Chapter 9 Skeletal muscle disorders

Abstract

This chapter discusses the muscular dystrophies; the congenital myopathies; the metabolic myopathies; the myotonias, periodic paralyses, and malignant hyperpyrexia; the neurogenic disorders; the inflammatory muscle disorders; the endocrine myopathies; and the drug-induced and toxic myopathies. Each of these disorders comprises a description of the clinical aspects followed by discussions of genetics, histopathology, biochemistry, and pathophysiology. The first step in the management of muscle disease is achieving a completely accurate diagnosis, where an iatrogenic or primary condition may be identified, then removal or cure of the primary condition is an obvious part of the management and may be very successful in relieving the problem. Drug treatment may be appropriate in the management of inflammatory myopathies, and steroids and immunosuppressants are used with varying success in their management. Supplementation with carnitine or other cofactors in the respiratory chain may be used in various metabolic muscle diseases. The drugs of choice in myasthenia gravis are the anticholinesterases, sometimes with the addition of steroids and immunosuppressants.
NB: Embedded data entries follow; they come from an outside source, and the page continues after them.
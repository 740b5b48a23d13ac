//! Egg Lag Panel - household-week purchase panels from retail transactions.
//!
//! This library turns a transaction-level event log into a regular
//! household x week grid with backward-looking egg-purchase signals,
//! alongside household demographic and spending attributes, for
//! downstream predictive modeling.
//!
//! # Architecture
//!
//! ```text
//! ┌──────────────────────────────────────────────────────────────────┐
//! │                          Egg Lag Panel                           │
//! ├──────────────────────────────────────────────────────────────────┤
//! │  ┌─────────────┐   ┌─────────────┐   ┌─────────────┐             │
//! │  │   Tagger    │──▶│  Windowing  │──▶│    Panel    │             │
//! │  │ (EGGS rows) │   │ (7-day bins)│   │ (lag feats) │             │
//! │  └─────────────┘   └─────────────┘   └─────────────┘             │
//! │         ▲                                    │                   │
//! │         │                                    ▼                   │
//! │  ┌─────────────┐                     ┌─────────────┐             │
//! │  │Transactions │────────────────────▶│ Attributes  │──▶ export   │
//! │  │   (read)    │                     │ (left join) │             │
//! │  └─────────────┘                     └─────────────┘             │
//! └──────────────────────────────────────────────────────────────────┘
//! ```
//!
//! # Example
//!
//! ```no_run
//! use egg_lag_panel::{pipeline, PanelConfig};
//! use std::path::Path;
//!
//! let config = PanelConfig::default();
//! let summary = pipeline::run(
//!     Path::new("transactions.csv"),
//!     Path::new("panel.csv"),
//!     &config,
//! )
//! .expect("panel run failed");
//! println!("{}", summary.summary());
//! ```

pub mod config;
pub mod core;
pub mod error;
pub mod export;
pub mod pipeline;
pub mod report;
pub mod transactions;

// Re-export key types at crate root for convenience
pub use config::{ConfigError, DemographicOrder, PanelConfig, WeekLabelStyle};
pub use self::core::{
    enrich_panel, tag_target_purchases, HouseholdAttributes, Panel, PanelBuilder, PanelRow,
    TaggedTable, WeekPlan,
};
pub use error::{PanelError, Result};
pub use export::{write_panel, write_panel_to};
pub use report::{RunStats, RunSummary};
pub use transactions::{read_transactions, HouseholdKey, Transaction, TransactionTable};

/// Library version.
pub const VERSION: &str = env!("CARGO_PKG_VERSION");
Thymectomy and plasmapharesis are other treatment options in this condition. However, the overall role of drugs or other specific therapeutic measures in the treatment of muscle disease is limited. Among the disorders discussed in the chapter, many are inherited and progressive, lead to significant disability, and no specific treatment is available. The management of these conditions very much depends on a holistic and multidisciplinary approach.